Memo From A Bitter Rangers Fan: The NHL Just Missed A Ratings Bonanza


The Stanley Cup Final, which begins Wednesday night in Tampa, should be a terrific series for hockey die-hards. The Tampa Bay Lightning play relentless hockey, skating well and shooting well, and led the NHL in goals per game during the regular season. Their opponents, the Chicago Blackhawks, are a fast team and led the league in shots on goal with their precision passing and star talent. What’s more, both teams are relatively healthy despite the grueling playoff chase they’ve endured. The Blackhawks are betting favorites in the series, but only barely.

The thing about the NHL in the United States, though — Canada is totally different — is that it’s very much a local sport. There aren’t a lot of NHL die-hards: There are Blackhawks die-hards and Boston Bruins die-hards and Detroit Red Wings die-hards and, though fewer, Tampa Bay Lightning die-hards.

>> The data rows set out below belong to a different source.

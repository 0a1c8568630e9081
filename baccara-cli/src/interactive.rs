use std::io::{self, Write};

use anyhow::Result;

use baccara_cli::display;
use baccara_cli::session::Session;
use baccara_store::models::Symbol;

#[derive(Debug, PartialEq)]
enum InteractiveCommand {
    Record(Symbol),
    Table,
    Stats,
    Predict,
    Patterns,
    Clear,
    Export,
    Quit,
}

fn parse_command(input: &str) -> Option<InteractiveCommand> {
    match input.trim().to_lowercase().as_str() {
        "p" | "joueur" => Some(InteractiveCommand::Record(Symbol::Player)),
        "b" | "banquier" => Some(InteractiveCommand::Record(Symbol::Banker)),
        "t" | "egalite" | "égalité" => Some(InteractiveCommand::Record(Symbol::Tie)),
        "1" | "grille" | "table" => Some(InteractiveCommand::Table),
        "2" | "stats" | "statistiques" => Some(InteractiveCommand::Stats),
        "3" | "predire" | "prédire" | "pred" => Some(InteractiveCommand::Predict),
        "4" | "motifs" | "patterns" => Some(InteractiveCommand::Patterns),
        "5" | "vider" | "clear" => Some(InteractiveCommand::Clear),
        "6" | "exporter" | "export" => Some(InteractiveCommand::Export),
        "7" | "quitter" | "quit" | "q" | "exit" => Some(InteractiveCommand::Quit),
        _ => None,
    }
}

fn display_menu() {
    println!();
    println!("── Mode interactif ──");
    println!("  p / b / t     Enregistrer un résultat");
    println!("  1. grille     Grille des derniers résultats");
    println!("  2. stats      Statistiques");
    println!("  3. predire    Prédiction du prochain résultat");
    println!("  4. motifs     Motifs fréquents");
    println!("  5. vider      Vider la session");
    println!("  6. exporter   Exporter un instantané");
    println!("  7. quitter    Quitter");
    println!();
}

fn read_input(msg: &str) -> Option<String> {
    print!("{}", msg);
    io::stdout().flush().ok()?;
    let mut input = String::new();
    match io::stdin().read_line(&mut input) {
        Ok(0) | Err(_) => None, // EOF / Ctrl+D
        Ok(_) => Some(input.trim().to_string()),
    }
}

fn record_interactive(session: &mut Session, symbol: Symbol) {
    let report = session.record(symbol);
    if let Some(hit) = report.scored {
        display::display_scored(symbol, hit);
    }
    super::persist_with_warning(session);
    display::display_grid(session.display_results());
    display::display_prediction(report.prediction);
}

pub fn run_interactive(session: &mut Session) -> Result<()> {
    println!("Bienvenue dans le mode interactif de baccara !");

    loop {
        display_menu();
        let input = match read_input("> ") {
            Some(s) => s,
            None => break,
        };

        if input.is_empty() {
            continue;
        }

        match parse_command(&input) {
            Some(InteractiveCommand::Quit) => {
                println!("Au revoir !");
                break;
            }
            Some(InteractiveCommand::Record(symbol)) => record_interactive(session, symbol),
            Some(InteractiveCommand::Table) => {
                if let Err(e) = super::cmd_table(session) {
                    println!("Erreur: {e:#}");
                }
            }
            Some(InteractiveCommand::Stats) => {
                if let Err(e) = super::cmd_stats(session) {
                    println!("Erreur: {e:#}");
                }
            }
            Some(InteractiveCommand::Predict) => {
                if let Err(e) = super::cmd_predict(session) {
                    println!("Erreur: {e:#}");
                }
            }
            Some(InteractiveCommand::Patterns) => {
                if let Err(e) = super::cmd_patterns(session) {
                    println!("Erreur: {e:#}");
                }
            }
            Some(InteractiveCommand::Clear) => {
                if let Err(e) = super::cmd_clear(session, false) {
                    println!("Erreur: {e:#}");
                }
            }
            Some(InteractiveCommand::Export) => {
                if let Err(e) = super::cmd_export(session) {
                    println!("Erreur: {e:#}");
                }
            }
            None => {
                println!(
                    "Commande inconnue : '{}'. Tapez p, b, t, un numéro (1-7) ou un nom de commande.",
                    input
                );
            }
        }
    }

    Ok(())
}

#[cfg(test)]
mod tests {
    use super::*;

    #[test]
    fn test_parse_command_records() {
        assert_eq!(
            parse_command("p"),
            Some(InteractiveCommand::Record(Symbol::Player))
        );
        assert_eq!(
            parse_command("B"),
            Some(InteractiveCommand::Record(Symbol::Banker))
        );
        assert_eq!(
            parse_command("banquier"),
            Some(InteractiveCommand::Record(Symbol::Banker))
        );
        assert_eq!(
            parse_command("égalité"),
            Some(InteractiveCommand::Record(Symbol::Tie))
        );
    }

    #[test]
    fn test_parse_command_by_number() {
        assert_eq!(parse_command("1"), Some(InteractiveCommand::Table));
        assert_eq!(parse_command("2"), Some(InteractiveCommand::Stats));
        assert_eq!(parse_command("3"), Some(InteractiveCommand::Predict));
        assert_eq!(parse_command("4"), Some(InteractiveCommand::Patterns));
        assert_eq!(parse_command("5"), Some(InteractiveCommand::Clear));
        assert_eq!(parse_command("6"), Some(InteractiveCommand::Export));
        assert_eq!(parse_command("7"), Some(InteractiveCommand::Quit));
    }

    #[test]
    fn test_parse_command_by_name() {
        assert_eq!(parse_command("grille"), Some(InteractiveCommand::Table));
        assert_eq!(parse_command("statistiques"), Some(InteractiveCommand::Stats));
        assert_eq!(parse_command("predire"), Some(InteractiveCommand::Predict));
        assert_eq!(parse_command("motifs"), Some(InteractiveCommand::Patterns));
        assert_eq!(parse_command("vider"), Some(InteractiveCommand::Clear));
        assert_eq!(parse_command("exporter"), Some(InteractiveCommand::Export));
        assert_eq!(parse_command("quitter"), Some(InteractiveCommand::Quit));
    }

    #[test]
    fn test_parse_command_case_insensitive() {
        assert_eq!(parse_command("QUIT"), Some(InteractiveCommand::Quit));
        assert_eq!(parse_command("Grille"), Some(InteractiveCommand::Table));
        assert_eq!(
            parse_command("JOUEUR"),
            Some(InteractiveCommand::Record(Symbol::Player))
        );
    }

    #[test]
    fn test_parse_command_unknown() {
        assert_eq!(parse_command("foo"), None);
        assert_eq!(parse_command(""), None);
        assert_eq!(parse_command("8"), None);
        assert_eq!(parse_command("pb"), None);
    }
}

This is evident in past TV ratings for the Stanley Cup Final. Since NBC and its affiliates took over U.S. coverage in 2006, the series-average rating has been as high as 3.4, when the Blackhawks played another popular American team, the Philadelphia Flyers, and as low as 1.2, when the Ottawa Senators played the Anaheim Ducks. That’s a pretty wide spread: nearly a threefold ratings difference.

There’s not that much mystery to this. You can estimate NBC’s Stanley Cup ratings quite accurately12 based on three factors. First, what game of the series it is — ratings increase the further you go, especially in Game 7.13 Second, whether NBC broadcast the game on its flagship network or on a cable channel like NBCSN. And third and most important, the combined number of NHL fans the two Stanley Cup Final participants have in their local markets, as based on my previous estimates.

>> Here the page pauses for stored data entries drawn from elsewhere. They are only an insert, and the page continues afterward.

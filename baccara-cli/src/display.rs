use std::path::Path;

use comfy_table::{presets::UTF8_FULL, Cell, Color, ContentArrangement, Table};

use baccara_store::models::{
    Pattern, Prediction, PredictionBasis, PredictionStats, Symbol, SymbolRate, SymbolStreak,
};

/// Nombre de lignes fixe de la grille ; le remplissage se fait colonne par
/// colonne, comme la table de résultats d'origine.
const GRID_ROWS: usize = 6;

fn symbol_color(symbol: Symbol) -> Color {
    match symbol {
        Symbol::Player => Color::Blue,
        Symbol::Banker => Color::Red,
        Symbol::Tie => Color::Green,
    }
}

pub fn display_grid(results: &[Symbol]) {
    if results.is_empty() {
        println!("Aucun résultat à afficher.");
        return;
    }

    let cols = (results.len() + GRID_ROWS - 1) / GRID_ROWS;

    let mut table = Table::new();
    table
        .load_preset(UTF8_FULL)
        .set_content_arrangement(ContentArrangement::Dynamic);

    for row in 0..GRID_ROWS {
        let mut cells = Vec::with_capacity(cols);
        for col in 0..cols {
            let idx = col * GRID_ROWS + row;
            if idx < results.len() {
                cells.push(Cell::new(results[idx].label()).fg(symbol_color(results[idx])));
            } else {
                cells.push(Cell::new(""));
            }
        }
        table.add_row(cells);
    }

    println!("{table}");
}

pub fn display_stats(
    rates: &[SymbolRate],
    streaks: &[SymbolStreak],
    stats: &PredictionStats,
    total: usize,
) {
    println!("\n📊 Statistiques sur {} résultats\n", total);

    let mut table = Table::new();
    table
        .load_preset(UTF8_FULL)
        .set_content_arrangement(ContentArrangement::Dynamic)
        .set_header(vec!["Symbole", "Occurrences", "Taux", "Série max"]);

    for (rate, streak) in rates.iter().zip(streaks.iter()) {
        table.add_row(vec![
            Cell::new(rate.symbol.label()).fg(symbol_color(rate.symbol)),
            Cell::new(rate.count.to_string()),
            Cell::new(format!("{:.1}%", rate.rate)),
            Cell::new(streak.max_streak.to_string()),
        ]);
    }
    println!("{table}");

    println!("\n── Précision des prédictions ──");
    println!("  Correctes   : {}", stats.correct);
    println!("  Incorrectes : {}", stats.incorrect);
    if stats.total > 0 {
        println!("  Précision   : {:.1}%", stats.accuracy());
    }
}

pub fn display_prediction(prediction: Option<Prediction>) {
    match prediction {
        None => println!("Prédiction : données insuffisantes"),
        Some(p) => match p.basis {
            PredictionBasis::Pattern { confidence, .. } => {
                println!("🎯 Prédiction : {} ({:.1}% de confiance)", p.symbol, confidence)
            }
            PredictionBasis::Frequency => {
                println!("🎯 Prédiction : {} (basée sur la fréquence)", p.symbol)
            }
        },
    }
}

pub fn display_scored(symbol: Symbol, hit: bool) {
    if hit {
        println!("✔ Prédiction confirmée ({})", symbol);
    } else {
        println!("✘ Prédiction manquée (résultat : {})", symbol);
    }
}

pub fn display_patterns(patterns: &[(Pattern, u32)]) {
    if patterns.is_empty() {
        println!("Pas encore de motifs (au moins 3 résultats sont nécessaires).");
        return;
    }

    println!("\n🔁 Motifs fréquents\n");

    let mut table = Table::new();
    table
        .load_preset(UTF8_FULL)
        .set_content_arrangement(ContentArrangement::Dynamic)
        .set_header(vec!["Motif", "Occurrences"]);

    for (pattern, count) in patterns {
        let motif = pattern
            .iter()
            .map(|s| s.label())
            .collect::<Vec<_>>()
            .join(" → ");
        table.add_row(vec![&motif, &count.to_string()]);
    }
    println!("{table}");
}

pub fn display_export_path(path: &Path) {
    println!("Données exportées dans : {}", path.display());
}
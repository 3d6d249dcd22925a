//! Classify command - show how each source line is classified.
//!
//! Prints one JSON object per line, for debugging rule priority.

use clap::Args;
use normalize_transcode::{classify_with_rule, source_lines};
use serde_json::json;
use std::path::PathBuf;

#[derive(Args, Debug)]
pub struct ClassifyArgs {
    /// Python source file (stdin if omitted or "-")
    pub input: Option<PathBuf>,
}

pub fn run(args: ClassifyArgs) -> anyhow::Result<()> {
    let source = super::read_source(args.input.as_deref())?;

    for (idx, raw) in source_lines(&source).enumerate() {
        let record = match classify_with_rule(raw) {
            Ok((rule, statement)) => json!({
                "line": idx + 1,
                "rule": rule,
                "statement": statement,
            }),
            Err(err) => json!({
                "line": idx + 1,
                "error": err.to_string(),
            }),
        };
        println!("{}", serde_json::to_string(&record)?);
    }
    Ok(())
}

Since we’re looking at only U.S. ratings, Canadian teams are treated as having no local market. Keep in mind that Canada has at least as many NHL fans as the U.S. despite its much smaller population, however. Game 7 of the 2011 Stanley Cup Final, between a popular American team (the Bruins) and a Canadian team (the Vancouver Canucks), featured about 8.5 million American viewers and 8.8 million Canadian viewers.

Here’s how the formula, which is based on regression analysis, estimates that NBC will do in the U.S. with the Blackhawks-Lightning matchup (the margin of error on the game-by-game estimates is about plus or minus 1.0 ratings points).

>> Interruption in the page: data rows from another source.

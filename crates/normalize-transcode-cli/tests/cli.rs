//! End-to-end tests for the `transcode` binary.

use assert_cmd::Command;
use std::process::Output;
use tempfile::TempDir;

/// A `transcode` command isolated from any user or project config.
fn transcode(home: &TempDir) -> Command {
    let mut cmd = Command::cargo_bin("transcode").unwrap();
    cmd.env("XDG_CONFIG_HOME", home.path())
        .env_remove("RUST_LOG")
        .arg("--root")
        .arg(home.path());
    cmd
}

fn stdout(output: &Output) -> String {
    String::from_utf8(output.stdout.clone()).unwrap()
}

fn stderr(output: &Output) -> String {
    String::from_utf8(output.stderr.clone()).unwrap()
}

#[test]
fn convert_stdin_to_cpp() {
    let home = TempDir::new().unwrap();
    let output = transcode(&home)
        .args(["convert", "--to", "cpp"])
        .write_stdin("x = 5\nprint(x)\n")
        .output()
        .unwrap();

    assert!(output.status.success(), "{}", stderr(&output));
    let out = stdout(&output);
    assert!(out.starts_with("#include <iostream>"));
    assert!(out.contains("    int x = 5;\n    cout << x << endl;"));
    assert!(!out.contains("Converted to"));
}

#[test]
fn convert_to_several_targets_prints_headers() {
    let home = TempDir::new().unwrap();
    let output = transcode(&home)
        .args(["convert", "--to", "java,javascript"])
        .write_stdin("name = \"Ada\"")
        .output()
        .unwrap();

    assert!(output.status.success());
    let out = stdout(&output);
    assert!(out.contains("Converted to JAVA:"));
    assert!(out.contains("String name = \"Ada\";"));
    assert!(out.contains("Converted to JAVASCRIPT:"));
    assert!(out.contains("const name = \"Ada\";"));
}

#[test]
fn unknown_target_fails_without_output() {
    let home = TempDir::new().unwrap();
    let output = transcode(&home)
        .args(["convert", "--to", "unknown-lang"])
        .write_stdin("x = 1")
        .output()
        .unwrap();

    assert!(!output.status.success());
    assert!(stdout(&output).is_empty());
    assert!(
        stderr(&output)
            .contains("Error converting to unknown-lang: unsupported target: unknown-lang")
    );
}

#[test]
fn malformed_line_aborts_by_default() {
    let home = TempDir::new().unwrap();
    let output = transcode(&home)
        .args(["convert", "--to", "java"])
        .write_stdin("print(\"open\"\ny = 1")
        .output()
        .unwrap();

    assert!(!output.status.success());
    assert!(stderr(&output).contains("line 1: malformed print call"));
    assert!(stdout(&output).is_empty());
}

#[test]
fn malformed_line_skipped_on_request() {
    let home = TempDir::new().unwrap();
    let output = transcode(&home)
        .args(["convert", "--to", "java", "--on-malformed", "skip", "--report"])
        .write_stdin("print(\"open\"\ny = 1")
        .output()
        .unwrap();

    assert!(output.status.success());
    assert!(stdout(&output).contains("int y = 1;"));
    assert!(stderr(&output).contains("java: line 1 dropped"));
}

#[test]
fn project_config_sets_policy_and_targets() {
    let home = TempDir::new().unwrap();
    let config_dir = home.path().join(".normalize");
    std::fs::create_dir_all(&config_dir).unwrap();
    std::fs::write(
        config_dir.join("transcode.toml"),
        "[convert]\ntargets = [\"cpp\"]\non_malformed = \"skip\"\n",
    )
    .unwrap();

    let output = transcode(&home)
        .arg("convert")
        .write_stdin("def broken(:\nz = 2.5")
        .output()
        .unwrap();

    assert!(output.status.success(), "{}", stderr(&output));
    let out = stdout(&output);
    assert!(out.contains("    double z = 2.5;"));
    assert!(!out.contains("Converted to"));
}

#[test]
fn out_dir_writes_one_file_per_target() {
    let home = TempDir::new().unwrap();
    let input = home.path().join("calc.py");
    std::fs::write(&input, "total = a + b\n").unwrap();
    let out_dir = home.path().join("out");

    let output = transcode(&home)
        .arg("convert")
        .arg(&input)
        .arg("--all")
        .arg("--out-dir")
        .arg(&out_dir)
        .output()
        .unwrap();

    assert!(output.status.success(), "{}", stderr(&output));
    let java = std::fs::read_to_string(out_dir.join("calc.java")).unwrap();
    assert!(java.contains("double total = a + b;"));
    let cpp = std::fs::read_to_string(out_dir.join("calc.cpp")).unwrap();
    assert!(cpp.contains("auto total = a + b;"));
    let js = std::fs::read_to_string(out_dir.join("calc.js")).unwrap();
    assert!(js.contains("const total = a + b;"));
}

#[test]
fn targets_lists_every_target() {
    let home = TempDir::new().unwrap();
    let output = transcode(&home).arg("targets").output().unwrap();

    assert!(output.status.success());
    let out = stdout(&output);
    for id in ["javascript", "java", "cpp"] {
        assert!(out.contains(id), "missing {id}");
    }
}

#[test]
fn targets_json_includes_profiles() {
    let home = TempDir::new().unwrap();
    let output = transcode(&home).args(["targets", "--json"]).output().unwrap();

    let profiles: serde_json::Value = serde_json::from_slice(&output.stdout).unwrap();
    let ids: Vec<_> = profiles
        .as_array()
        .unwrap()
        .iter()
        .map(|p| p["id"].as_str().unwrap().to_string())
        .collect();
    assert_eq!(ids, ["javascript", "java", "cpp"]);
    assert_eq!(profiles[1]["types"]["inferred"], "double");
}

#[test]
fn classify_prints_one_record_per_line() {
    let home = TempDir::new().unwrap();
    let output = transcode(&home)
        .arg("classify")
        .write_stdin("x = int(input())\nprint(x")
        .output()
        .unwrap();

    assert!(output.status.success());
    let records: Vec<serde_json::Value> = stdout(&output)
        .lines()
        .map(|l| serde_json::from_str(l).unwrap())
        .collect();
    assert_eq!(records.len(), 2);
    assert_eq!(records[0]["rule"], "input");
    assert_eq!(records[0]["statement"]["kind"], "input_binding");
    assert_eq!(records[1]["error"], "malformed print call: print(x");
}

#[test]
fn classify_numbers_lines_like_convert() {
    let home = TempDir::new().unwrap();
    let output = transcode(&home)
        .arg("classify")
        .write_stdin("x = 1\r\n")
        .output()
        .unwrap();

    assert!(output.status.success());
    let records: Vec<serde_json::Value> = stdout(&output)
        .lines()
        .map(|l| serde_json::from_str(l).unwrap())
        .collect();
    assert_eq!(records.len(), 2);
    assert_eq!(records[0]["rule"], "assignment");
    assert_eq!(records[1]["line"], 2);
    assert_eq!(records[1]["rule"], "blank");
}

silver-datalab-nhltv-table

The Blackhawks are a pretty good draw for NBC. Among U.S.-based NHL teams, they have the fourth-largest fan base. The Lightning, however, are sixth from the bottom. It’s roughly an average matchup for NBC, and the series is liable to get about average ratings: probably in the neighborhood of 2.5 for the first two games, 1.5 for Games 3 and 4 on NBCSN, and then 3.0 or higher if the series makes it to Game 5 and beyond.

But what if the New York Rangers had beaten the Lightning instead of not showing up for Game 7, like the Carl Hagelin jersey that was mailed to my apartment two days too late? (I’m not bitter.14) That would be the best possible matchup for NBC. Among U.S.-based teams, the Blackhawks have the best local hockey market in the Western Conference, while the Rangers have the best one in the Eastern Conference (despite sharing it with two other teams). Ratings would likely have been well into the 3s for the series, with a potentially massive number — the model estimates it at 5.8 — in the event of a Game 7.

By contrast, a final between the Lightning and Anaheim Ducks wouldn’t have gotten a great rating. And one between two Canadian teams might have gotten only about half as many U.S. viewers as Blackhawks-Lightning.

This poses some interesting questions for the NHL. The league isn’t all that dependent on its American TV rights — instead, it’s real cash cows are from ticket sales and its Canadian TV contract. But recent Stanley Cup Finals have featured appearances by plenty of popular American teams, like the Blackhawks, Bruins, Flyers, Rangers, Red Wings and Pittsburgh Penguins. One downside of expansion into smaller American markets is that it would reduce the chance for one of the popular teams to make a deep playoff run, possibly reducing the long-term value of the NHL’s American TV rights as a result.

CORRECTION (June 3, 10:42 p.m.): A previous version of this article incorrectly identified one of the teams in the Stanley Cup Final matchup with a 3.4 series-average TV rating in the United States. The Philadelphia Flyers faced the Chicago Blackhawks in that series, not the Boston Bruins.